Amendment of Electronic Information and Transaction Law: a priority for the new parliament and government
Tomorrow, on 1 October 2014, members of the 2014-2019 People’s Representative Council (Parliament of Indonesia) will be officiated. There are many new faces in the council, to whom we rest our hope, in the continuing chaos of transactional politics. One of the more pressing issues that need immediate attention is an amendment to Law No 11 of 2008 on Electronic Information and Transaction (UU ITE).
Why does an amendment of UU ITE need to be given priority? There are a number of reasons, starting from the fact of the rapid growth of Internet technology use, which demands adjustments in it regulation. Besides, a new development on the obligation to integrate the principles of protecting human rights in all policies related to the Internet must also be considered. The Human Rights Council of the United Nations asserts that protection of rights off line must also be awarded them while on line. This protection is especially relevant in the case of the right of free expression, which applies without regard to the media selected for the expression.
In present day Indonesia, a number of issues and challenges still remain, especially regarding protection of the freedom of expression on the Internet. The most prominent issue is the increasing use of the criminal libel and defamation article (Art. 27(3) UU ITE) to criminalise Internet users. Data collected by SAFENet show that at least 60 persons are facing criminal charges due to their activities on the Internet, especially in the social media. For powerful parties, the article on criminal libel and defamation in UU ITE is often utilised as a tool to exact revenge by criminalising powerless parties, due to their postings on the Internet. Certainly this is a distressing situation, as this will result in a chilling effect, which negatively affects freedom of speech, freedom of opinion and freedom of expression.

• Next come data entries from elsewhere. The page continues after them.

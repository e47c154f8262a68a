//! Coordinated shutdown of long-lived resources.
//!
//! Resources register a cleanup closure with a [`CleanupRegistry`] and get
//! a [`Deregistration`] back. At process shutdown the owner of the registry
//! calls [`ShutdownRegistry::shutdown_all`], which runs every closure in
//! priority order.
//!
//! The registry is an ordinary value passed to whatever needs it; there is
//! no process-global instance. It stores closures only, never the
//! resources themselves, so a resource holding its [`Deregistration`] does
//! not form a reference cycle with the registry.
//!
//! # Example
//!
//! ```
//! use ws_connection_pool::{CleanupPriority, CleanupRegistry, CleanupResource, ShutdownRegistry};
//!
//! let registry = ShutdownRegistry::new();
//! let handle = registry.register(CleanupResource::new(
//!     "order-feed",
//!     CleanupPriority::High,
//!     || println!("closing order feed"),
//! ));
//!
//! assert_eq!(registry.len(), 1);
//! handle.unregister();
//! assert!(registry.is_empty());
//! ```

// ============================================================================
// Imports
// ============================================================================

use std::fmt;
use std::panic::{AssertUnwindSafe, catch_unwind};
use std::sync::{Arc, Weak};

use parking_lot::Mutex;
use tracing::{debug, info, warn};

use crate::identifiers::Sequence;

// ============================================================================
// Types
// ============================================================================

/// Cleanup callback.
pub type CleanupFn = Box<dyn Fn() + Send + Sync>;

type Entries = Mutex<Vec<Entry>>;

// ============================================================================
// CleanupPriority
// ============================================================================

/// Order in which cleanups run. Critical resources go first.
#[derive(Debug, Clone, Copy, PartialEq, Eq, PartialOrd, Ord, Hash)]
pub enum CleanupPriority {
    /// Runs first.
    Critical,
    /// Network connections and similar.
    High,
    /// Default.
    Normal,
    /// Runs last.
    Low,
}

// ============================================================================
// CleanupResource
// ============================================================================

/// A named cleanup entry.
pub struct CleanupResource {
    /// Identifier used in logs.
    pub id: String,
    /// Shutdown ordering.
    pub priority: CleanupPriority,
    /// Teardown routine.
    pub cleanup: CleanupFn,
}

impl CleanupResource {
    /// Creates a cleanup entry.
    #[must_use]
    pub fn new(
        id: impl Into<String>,
        priority: CleanupPriority,
        cleanup: impl Fn() + Send + Sync + 'static,
    ) -> Self {
        Self {
            id: id.into(),
            priority,
            cleanup: Box::new(cleanup),
        }
    }
}

impl fmt::Debug for CleanupResource {
    fn fmt(&self, f: &mut fmt::Formatter<'_>) -> fmt::Result {
        f.debug_struct("CleanupResource")
            .field("id", &self.id)
            .field("priority", &self.priority)
            .finish_non_exhaustive()
    }
}

// ============================================================================
// Deregistration
// ============================================================================

/// Disposer returned by [`CleanupRegistry::register`].
///
/// Dropping it keeps the registration; call [`unregister`](Self::unregister)
/// to remove the entry.
#[must_use = "dropping a Deregistration leaves the cleanup registered"]
pub struct Deregistration {
    action: Option<Box<dyn FnOnce() + Send + Sync>>,
}

impl Deregistration {
    /// Wraps an unregister routine.
    pub fn new(action: impl FnOnce() + Send + Sync + 'static) -> Self {
        Self {
            action: Some(Box::new(action)),
        }
    }

    /// A disposer that does nothing.
    pub fn noop() -> Self {
        Self { action: None }
    }

    /// Removes the registration.
    pub fn unregister(mut self) {
        if let Some(action) = self.action.take() {
            action();
        }
    }
}

impl fmt::Debug for Deregistration {
    fn fmt(&self, f: &mut fmt::Formatter<'_>) -> fmt::Result {
        f.debug_struct("Deregistration")
            .field("active", &self.action.is_some())
            .finish()
    }
}

// ============================================================================
// CleanupRegistry
// ============================================================================

/// Something resources can register their teardown with.
pub trait CleanupRegistry: Send + Sync {
    /// Registers a cleanup entry.
    fn register(&self, resource: CleanupResource) -> Deregistration;
}

// ============================================================================
// ShutdownRegistry
// ============================================================================

/// Registration slot.
struct Entry {
    key: u64,
    resource: CleanupResource,
}

/// Default [`CleanupRegistry`] with priority-ordered shutdown.
///
/// Cloning yields another handle onto the same registry.
#[derive(Clone, Default)]
pub struct ShutdownRegistry {
    entries: Arc<Entries>,
    keys: Arc<Sequence>,
}

impl ShutdownRegistry {
    /// Creates an empty registry.
    #[inline]
    #[must_use]
    pub fn new() -> Self {
        Self::default()
    }

    /// Returns the number of registered entries.
    #[inline]
    #[must_use]
    pub fn len(&self) -> usize {
        self.entries.lock().len()
    }

    /// Returns `true` if nothing is registered.
    #[inline]
    #[must_use]
    pub fn is_empty(&self) -> bool {
        self.entries.lock().is_empty()
    }

    /// Runs and removes every registered cleanup.
    ///
    /// Entries run by priority (critical first), then in registration order.
    /// A panicking cleanup is logged and does not stop the rest.
    ///
    /// Returns the number of cleanups that completed.
    pub fn shutdown_all(&self) -> usize {
        let mut entries: Vec<Entry> = self.entries.lock().drain(..).collect();
        entries.sort_by_key(|entry| (entry.resource.priority, entry.key));

        info!(count = entries.len(), "Running shutdown cleanups");

        let mut completed = 0;
        for entry in entries {
            let id = entry.resource.id;
            let cleanup = entry.resource.cleanup;

            match catch_unwind(AssertUnwindSafe(|| cleanup())) {
                Ok(()) => {
                    completed += 1;
                    debug!(%id, "Cleanup completed");
                }
                Err(_) => warn!(%id, "Cleanup panicked"),
            }
        }

        completed
    }

    /// Removes the entry with `key` from a possibly dropped registry.
    fn remove(entries: &Weak<Entries>, key: u64) {
        if let Some(entries) = entries.upgrade() {
            entries.lock().retain(|entry| entry.key != key);
        }
    }
}

impl CleanupRegistry for ShutdownRegistry {
    fn register(&self, resource: CleanupResource) -> Deregistration {
        let key = self.keys.next();
        debug!(id = %resource.id, priority = ?resource.priority, "Cleanup registered");

        self.entries.lock().push(Entry { key, resource });

        let entries = Arc::downgrade(&self.entries);
        Deregistration::new(move || Self::remove(&entries, key))
    }
}

impl fmt::Debug for ShutdownRegistry {
    fn fmt(&self, f: &mut fmt::Formatter<'_>) -> fmt::Result {
        f.debug_struct("ShutdownRegistry")
            .field("entries", &self.len())
            .finish()
    }
}

// ============================================================================
// Tests
// ============================================================================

Another challenge related to freedom of expression on the Internet is the lack of clarity in the regulation of Internet content; in which various Web sites remain arbitrarily blocked. This is due to lack of implementing regulations. The government’s step of releasing Minister of Communications and Information Regulation No. 19 of 2014 on the Handling of Negative Internet Content is a misstep, because limitation to rights, especially rights for information and freedom of expression, should be regulated in the form a legislation. The regulation also fails to create a transparent and accountable mechanism of Internet content blocking.
Based on those points, we urge the newly elected government and parliament to give attention to the following:
- Ensure the agenda of amending Law No. 11 of 2008 on Electronic Information and Transaction as a priority in the 2014-2019 National Legislation Program, and put it in the 2015 agenda.

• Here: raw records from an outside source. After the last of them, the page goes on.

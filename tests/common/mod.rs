//! Shared test harness.
//!
//! Provides a scripted [`MockConnector`] whose links record every frame the
//! pool writes and let a test inject inbound messages, errors and remote
//! closes.

#![allow(dead_code)]

// ============================================================================
// Imports
// ============================================================================

use std::collections::VecDeque;
use std::sync::Arc;
use std::sync::atomic::{AtomicBool, Ordering};
use std::time::Duration;

use async_trait::async_trait;
use parking_lot::Mutex;
use rustc_hash::FxHashMap;
use serde_json::Value;
use tokio::sync::mpsc;
use tokio::time::Instant;
use tracing_subscriber::EnvFilter;
use url::Url;

use ws_connection_pool::{
    Connector, Error, OpenedTransport, PoolBuilder, Result, Transport, TransportEvent,
};

// ============================================================================
// Behavior
// ============================================================================

/// Outcome of one open attempt.
#[derive(Debug, Clone, Copy, PartialEq, Eq)]
pub enum Behavior {
    /// Opens immediately.
    Open,
    /// Fails immediately.
    Fail,
    /// Never completes; the pool's connection timeout decides.
    Hang,
}

// ============================================================================
// MockLink
// ============================================================================

/// One opened mock transport.
#[derive(Clone)]
pub struct MockLink {
    pub url: String,
    frames: Arc<Mutex<Vec<String>>>,
    closes: Arc<Mutex<Vec<u16>>>,
    failing: Arc<AtomicBool>,
    events: mpsc::UnboundedSender<TransportEvent>,
}

impl MockLink {
    fn new(url: &Url, events: mpsc::UnboundedSender<TransportEvent>) -> Self {
        Self {
            url: url.to_string(),
            frames: Arc::default(),
            closes: Arc::default(),
            failing: Arc::default(),
            events,
        }
    }

    /// Raw frames written by the pool.
    pub fn sent(&self) -> Vec<String> {
        self.frames.lock().clone()
    }

    /// Frames written by the pool, parsed.
    pub fn sent_json(&self) -> Vec<Value> {
        self.sent()
            .iter()
            .map(|frame| serde_json::from_str(frame).expect("pool writes JSON"))
            .collect()
    }

    /// Frames of the given message type.
    pub fn sent_of_type(&self, message_type: &str) -> Vec<Value> {
        self.sent_json()
            .into_iter()
            .filter(|frame| frame["type"] == message_type)
            .collect()
    }

    /// Close codes the pool sent on this link.
    pub fn close_codes(&self) -> Vec<u16> {
        self.closes.lock().clone()
    }

    /// Makes subsequent writes fail.
    pub fn set_failing(&self, failing: bool) {
        self.failing.store(failing, Ordering::SeqCst);
    }

    /// Delivers an inbound text frame.
    pub fn push_message(&self, text: &str) {
        let _ = self.events.send(TransportEvent::Message(text.to_string()));
    }

    /// Reports a transport error.
    pub fn push_error(&self, reason: &str) {
        let _ = self.events.send(TransportEvent::Error(reason.to_string()));
    }

    /// Simulates the remote end closing the link.
    pub fn close_remote(&self, code: u16) {
        let _ = self.events.send(TransportEvent::Closed {
            code: Some(code),
            reason: "remote closed".to_string(),
        });
    }
}

impl Transport for MockLink {
    fn send(&self, text: String) -> Result<()> {
        if self.failing.load(Ordering::SeqCst) {
            return Err(Error::ConnectionClosed);
        }
        self.frames.lock().push(text);
        Ok(())
    }

    fn close(&self, code: u16, _reason: &str) -> Result<()> {
        self.closes.lock().push(code);
        Ok(())
    }
}

// ============================================================================
// MockConnector
// ============================================================================

/// Connector driven by per-URL scripts.
///
/// Each URL has a list of behaviors consumed one per attempt; the last one
/// repeats. Unscripted URLs open.
#[derive(Default)]
pub struct MockConnector {
    scripts: Mutex<FxHashMap<String, VecDeque<Behavior>>>,
    links: Mutex<Vec<MockLink>>,
    attempts: Mutex<Vec<(String, Instant)>>,
}

impl MockConnector {
    pub fn new() -> Arc<Self> {
        Arc::new(Self::default())
    }

    /// Scripts the outcomes of successive attempts on `url`.
    pub fn script(&self, url: &str, behaviors: &[Behavior]) {
        self.scripts
            .lock()
            .insert(normalize(url), behaviors.iter().copied().collect());
    }

    /// Every opened link, in open order.
    pub fn links(&self) -> Vec<MockLink> {
        self.links.lock().clone()
    }

    /// The `index`-th opened link.
    pub fn link(&self, index: usize) -> MockLink {
        self.links.lock()[index].clone()
    }

    /// Links opened for `url`, in open order.
    pub fn links_for(&self, url: &str) -> Vec<MockLink> {
        let url = normalize(url);
        self.links
            .lock()
            .iter()
            .filter(|link| link.url == url)
            .cloned()
            .collect()
    }

    /// Instants of the open attempts on `url`.
    pub fn attempts_for(&self, url: &str) -> Vec<Instant> {
        let url = normalize(url);
        self.attempts
            .lock()
            .iter()
            .filter(|(attempted, _)| *attempted == url)
            .map(|(_, at)| *at)
            .collect()
    }

    /// Total open attempts.
    pub fn attempt_count(&self) -> usize {
        self.attempts.lock().len()
    }

    fn next_behavior(&self, url: &str) -> Behavior {
        let mut scripts = self.scripts.lock();
        match scripts.get_mut(url) {
            Some(script) if script.len() > 1 => script.pop_front().unwrap_or(Behavior::Open),
            Some(script) => script.front().copied().unwrap_or(Behavior::Open),
            None => Behavior::Open,
        }
    }
}

#[async_trait]
impl Connector for MockConnector {
    async fn open(&self, url: &Url) -> Result<OpenedTransport> {
        let key = url.to_string();
        self.attempts.lock().push((key.clone(), Instant::now()));

        match self.next_behavior(&key) {
            Behavior::Open => {
                let (tx, rx) = mpsc::unbounded_channel();
                let link = MockLink::new(url, tx);
                self.links.lock().push(link.clone());
                Ok(OpenedTransport::new(Box::new(link), rx))
            }
            Behavior::Fail => Err(Error::connection(format!("{key} refused"))),
            Behavior::Hang => std::future::pending().await,
        }
    }
}

// ============================================================================
// Helpers
// ============================================================================

/// Canonical URL string, as the pool reports it.
pub fn normalize(url: &str) -> String {
    Url::parse(url).expect("test URL").to_string()
}

/// Builder wired to `connector` with quiet monitor intervals.
pub fn builder(connector: &Arc<MockConnector>) -> PoolBuilder {
    init_tracing();
    PoolBuilder::new()
        .connector(Arc::clone(connector) as Arc<dyn Connector>)
        .heartbeat_interval(Duration::from_secs(3600))
        .health_check_interval(Duration::from_secs(3600))
}

/// Lets spawned tasks run without advancing time.
pub async fn settle() {
    for _ in 0..50 {
        tokio::task::yield_now().await;
    }
}

/// Installs a test subscriber once; honours `RUST_LOG`.
pub fn init_tracing() {
    let _ = tracing_subscriber::fmt()
        .with_env_filter(
            EnvFilter::try_from_default_env().unwrap_or_else(|_| EnvFilter::new("warn")),
        )
        .with_test_writer()
        .try_init();
}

- Ensure the integration of the principles of human rights protection, especially the guarantee of the rights of freedom of opinion, freedom of expression and freedom of obtaining information, in all policies related to the use of Internet technology.

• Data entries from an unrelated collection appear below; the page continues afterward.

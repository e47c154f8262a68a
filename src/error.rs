//! Error types for the WebSocket pool.
//!
//! This module defines all error types used throughout the crate.
//!
//! # Usage
//!
//! Fallible operations return [`Result<T>`] which uses [`Error`]:
//!
//! ```ignore
//! use ws_connection_pool::{Message, Result, WebSocketPool};
//!
//! fn publish(pool: &WebSocketPool) -> Result<()> {
//!     pool.try_send(Message::new("order.created", serde_json::json!({ "id": 7 })))?;
//!     Ok(())
//! }
//! ```
//!
//! None of these errors escape the pool as panics. Background failures
//! (reconnects, heartbeats, queue draining) are logged and absorbed; the
//! boolean surface (`connect()`, `send()`) collapses them to `false`.
//!
//! # Error Categories
//!
//! | Category | Variants |
//! |----------|----------|
//! | Configuration | [`Error::Config`], [`Error::Url`], [`Error::Pattern`] |
//! | Connection | [`Error::Connection`], [`Error::ConnectionTimeout`], [`Error::ConnectionClosed`], [`Error::Aborted`] |
//! | Capacity | [`Error::PoolExhausted`], [`Error::NoConnectionAvailable`], [`Error::QueueFull`] |
//! | Protocol | [`Error::Protocol`] |
//! | External | [`Error::Io`], [`Error::Json`], [`Error::WebSocket`] |

// ============================================================================
// Imports
// ============================================================================

use std::io::Error as IoError;
use std::result::Result as StdResult;

use thiserror::Error;
use tokio_tungstenite::tungstenite::Error as WsError;

use crate::identifiers::ConnectionId;

// ============================================================================
// Result Alias
// ============================================================================

/// Result type alias using crate [`enum@Error`].
pub type Result<T> = StdResult<T, Error>;

// ============================================================================
// Error Enum
// ============================================================================

/// Main error type for the crate.
#[derive(Error, Debug)]
pub enum Error {
    // ========================================================================
    // Configuration Errors
    // ========================================================================
    /// Configuration error.
    ///
    /// Returned by [`PoolBuilder::build`](crate::PoolBuilder::build) when a
    /// setting is out of range.
    #[error("Configuration error: {message}")]
    Config {
        /// Description of the configuration error.
        message: String,
    },

    /// Endpoint URL could not be parsed.
    #[error("Invalid URL: {0}")]
    Url(#[from] url::ParseError),

    /// Subscription pattern is not a valid regular expression.
    #[error("Invalid pattern: {0}")]
    Pattern(#[from] regex::Error),

    // ========================================================================
    // Connection Errors
    // ========================================================================
    /// WebSocket connection failed.
    #[error("Connection failed: {message}")]
    Connection {
        /// Description of the connection error.
        message: String,
    },

    /// Connection attempt did not open in time.
    #[error("Connection timeout after {timeout_ms}ms")]
    ConnectionTimeout {
        /// Milliseconds waited before timeout.
        timeout_ms: u64,
    },

    /// Transport is closed and cannot accept writes.
    #[error("Connection closed")]
    ConnectionClosed,

    /// Connection attempt outlived the pool generation that started it.
    ///
    /// Returned when `disconnect()` runs while an open is still in flight.
    #[error("Connection attempt aborted by pool teardown")]
    Aborted,

    // ========================================================================
    // Capacity Errors
    // ========================================================================
    /// The pool already tracks its maximum number of connections.
    #[error("Connection pool exhausted: {max} connections")]
    PoolExhausted {
        /// Configured connection cap.
        max: usize,
    },

    /// No tracked connection can take the message.
    #[error("No connection available")]
    NoConnectionAvailable,

    /// The selected connection's outbound queue is at capacity.
    #[error("Queue full on {connection_id} (capacity {capacity})")]
    QueueFull {
        /// Connection whose queue rejected the message.
        connection_id: ConnectionId,
        /// Configured queue capacity.
        capacity: usize,
    },

    // ========================================================================
    // Protocol Errors
    // ========================================================================
    /// Inbound frame did not follow the wire format.
    #[error("Protocol error: {message}")]
    Protocol {
        /// Description of the protocol violation.
        message: String,
    },

    // ========================================================================
    // External Errors
    // ========================================================================
    /// IO error.
    #[error("IO error: {0}")]
    Io(#[from] IoError),

    /// JSON serialization error.
    #[error("JSON error: {0}")]
    Json(#[from] serde_json::Error),

    /// WebSocket error.
    #[error("WebSocket error: {0}")]
    WebSocket(#[from] WsError),
}

// ============================================================================
// Error Constructors
// ============================================================================

impl Error {
    /// Creates a configuration error.
    #[inline]
    pub fn config(message: impl Into<String>) -> Self {
        Self::Config {
            message: message.into(),
        }
    }

    /// Creates a connection error.
    #[inline]
    pub fn connection(message: impl Into<String>) -> Self {
        Self::Connection {
            message: message.into(),
        }
    }

    /// Creates a connection timeout error.
    #[inline]
    pub fn connection_timeout(timeout_ms: u64) -> Self {
        Self::ConnectionTimeout { timeout_ms }
    }

    /// Creates a pool exhausted error.
    #[inline]
    pub fn pool_exhausted(max: usize) -> Self {
        Self::PoolExhausted { max }
    }

    /// Creates a queue full error.
    #[inline]
    pub fn queue_full(connection_id: ConnectionId, capacity: usize) -> Self {
        Self::QueueFull {
            connection_id,
            capacity,
        }
    }

    /// Creates a protocol error.
    #[inline]
    pub fn protocol(message: impl Into<String>) -> Self {
        Self::Protocol {
            message: message.into(),
        }
    }
}

// ============================================================================
// Error Predicates
// ============================================================================

impl Error {
    /// Returns `true` if this is a timeout error.
    #[inline]
    #[must_use]
    pub fn is_timeout(&self) -> bool {
        matches!(self, Self::ConnectionTimeout { .. })
    }

    /// Returns `true` if this is a connection error.
    #[inline]
    #[must_use]
    pub fn is_connection_error(&self) -> bool {
        matches!(
            self,
            Self::Connection { .. }
                | Self::ConnectionTimeout { .. }
                | Self::ConnectionClosed
                | Self::Aborted
                | Self::WebSocket(_)
        )
    }

    /// Returns `true` if this error is recoverable.
    ///
    /// Recoverable errors may succeed when the caller retries later, once
    /// the pool has reconnected or drained its queues.
    #[inline]
    #[must_use]
    pub fn is_recoverable(&self) -> bool {
        matches!(
            self,
            Self::ConnectionTimeout { .. }
                | Self::ConnectionClosed
                | Self::NoConnectionAvailable
                | Self::QueueFull { .. }
                | Self::PoolExhausted { .. }
        )
    }
}

// ============================================================================
// Tests
// ============================================================================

- Revoke the criminalisation of defamation and libel in Indonesia
- Remove the duplication of criminalisation (dissemination of hate, vice, etc.) from legislation regulating the use of Internet technology, as they have been regulated in the Criminal Code.
- Accommodate in full the regulation of Internet content in legislation, by considering all principles of limitation of human rights, so as to prevent arbitrary revocation of rights.
This is a press statement of the following signatories, to be disseminated.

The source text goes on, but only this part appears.